Coup de tonnerre : Airbus s'allie à Bombardier face à Boeing

Airbus va prendre une participation majoritaire dans le programme d'avions de ligne CSeries de Bombardier.
Fabrice Gliszczynski
Airbus apportera en effet au programme C-Series sa puissance commerciale son expertise en matière d'achats, de ventes et marketing et de service clients, soulignent les deux groupes.

Coup de tonnerre dans le secteur aéronautique. Secoué par les affaires de corruption, Airbus n'en garde pas moins les yeux rivés sur le « business » et signe un coup de maître en annonçant prendre une participation majoritaire dans le programme C-Series du constructeur ferroviaire et aéronautique canadien Bombardier, un programme lancé en 2008 dans l'espoir de permettre au constructeur d'avions d'affaires et d'avions régionaux d'entrer sur le marché des avions de plus de 100 places et de défier Airbus et Boeing sur leur avions d'entrée de gamme (A319, B737-700).

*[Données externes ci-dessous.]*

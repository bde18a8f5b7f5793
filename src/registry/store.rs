//! Source registry implementation
//!
//! The central registry that tracks available sources, announces
//! registration changes and routes raw frames to egress sessions.

use std::collections::HashMap;
use std::sync::Arc;

use parking_lot::RwLock;
use tokio::sync::broadcast;

use crate::error::{Error, Result};

use super::config::RegistryConfig;
use super::entry::{SourceEntry, SourceStats};
use super::frame::RawFrame;
use super::source::{SourceEvent, SourceKey, SourceRef, VideoInfo};

/// Central registry for all available sources
///
/// Thread-safe via `RwLock`. Frame routing only takes the read lock, so the
/// intake never contends with other submissions.
pub struct SourceRegistry {
    /// Map of source key to source entry
    sources: RwLock<HashMap<SourceKey, Arc<SourceEntry>>>,

    /// Registration notifications
    events: broadcast::Sender<SourceEvent>,

    /// Configuration
    config: RegistryConfig,
}

impl SourceRegistry {
    /// Create a new source registry with default configuration
    pub fn new() -> Self {
        Self::with_config(RegistryConfig::default())
    }

    /// Create a new source registry with custom configuration
    pub fn with_config(config: RegistryConfig) -> Self {
        let (events, _) = broadcast::channel(config.event_capacity);

        Self {
            sources: RwLock::new(HashMap::new()),
            events,
            config,
        }
    }

    /// Get the registry configuration
    pub fn config(&self) -> &RegistryConfig {
        &self.config
    }

    /// Subscribe to registration notifications
    pub fn subscribe_events(&self) -> broadcast::Receiver<SourceEvent> {
        self.events.subscribe()
    }

    /// Register a source under each of `schemas`
    ///
    /// Emits one `registered = true` notification per schema. Registering a
    /// key that is already present is a no-op and returns `false`.
    pub fn register(&self, key: &SourceKey, schemas: &[String], video: VideoInfo) -> bool {
        {
            let mut sources = self.sources.write();
            if sources.contains_key(key) {
                tracing::debug!(source = %key, "Source already registered");
                return false;
            }

            let entry = SourceEntry::new(schemas.to_vec(), video, self.config.frame_capacity);
            sources.insert(key.clone(), Arc::new(entry));
        }

        tracing::info!(source = %key, schemas = ?schemas, "Source registered");

        for schema in schemas {
            self.notify(SourceEvent::registered(SourceRef::new(schema, key.clone())));
        }

        true
    }

    /// Unregister a source
    ///
    /// Emits one `registered = false` notification per schema, then drops
    /// the frame channel so consuming sessions observe its closure.
    /// Returns `false` if the key was not registered.
    pub fn unregister(&self, key: &SourceKey) -> bool {
        let Some(entry) = self.sources.write().remove(key) else {
            return false;
        };

        tracing::info!(
            source = %key,
            receivers = entry.receiver_count(),
            "Source unregistered"
        );

        for schema in &entry.schemas {
            self.notify(SourceEvent::unregistered(SourceRef::new(schema, key.clone())));
        }

        true
    }

    /// Subscribe to a source's frames
    pub fn subscribe_frames(&self, key: &SourceKey) -> Result<broadcast::Receiver<RawFrame>> {
        let sources = self.sources.read();

        let entry = sources
            .get(key)
            .ok_or_else(|| Error::SourceNotFound(key.clone()))?;

        Ok(entry.subscribe())
    }

    /// Route a frame to the sessions of a source
    ///
    /// `make` is only called when at least one session is listening.
    /// Returns `None` if the source is not registered.
    pub fn broadcast_with(
        &self,
        key: &SourceKey,
        make: impl FnOnce() -> RawFrame,
    ) -> Option<usize> {
        let sources = self.sources.read();
        sources.get(key).map(|entry| entry.send_with(make))
    }

    /// Check if a source is registered
    pub fn is_registered(&self, key: &SourceKey) -> bool {
        self.sources.read().contains_key(key)
    }

    /// Get source statistics
    pub fn get_source_stats(&self, key: &SourceKey) -> Option<SourceStats> {
        self.sources.read().get(key).map(|entry| entry.stats())
    }

    /// Get total number of sources
    pub fn source_count(&self) -> usize {
        self.sources.read().len()
    }

    fn notify(&self, event: SourceEvent) {
        // No subscribers is not an error: nobody is waiting for this source
        if self.events.send(event).is_err() {
            tracing::debug!("No registration listeners");
        }
    }
}

impl Default for SourceRegistry {
    fn default() -> Self {
        Self::new()
    }
}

Avec ce partenariat, Airbus va bénéficier d'une famille d'avions allant de 110 à 149 sièges (voire 160 en version monoclasse), complémentaire avec ses A320 et A321 (150-220 sièges environ) et en ligne avec sa stratégie de se focaliser sur des avions plus gros, notamment sur le marché du 220-260 sièges si d'aventure Boeing lançait un avion d'une telle capacité. Certes, l'A319 (120-150 sièges) risque de faire les frais de ce partenariat avec Bombardier, mais comme le rappelle Tom Enders, le directeur général d'Airbus Group, il n'a pas enregistré de ventes depuis 2012.

Conflit avec les Etats-Unis

Tout comme Airbus, mais pour des raisons différentes, Bombardier est lui aussi secoué par une affaire d'envergure puisqu'il est au centre d'un conflit entre les Etats-Unis et le Canada depuis que Washington a décidé d'imposer des taxes de 300% aux appareils C-Series sous la pression de Boeing qui estime que l'avion canadien a réussi à se placer chez Delta grâce à des prix cassés liés aux subventions que reçoit le constructeur canadien. Boeing aura désormais doublement raison de s'inquiéter.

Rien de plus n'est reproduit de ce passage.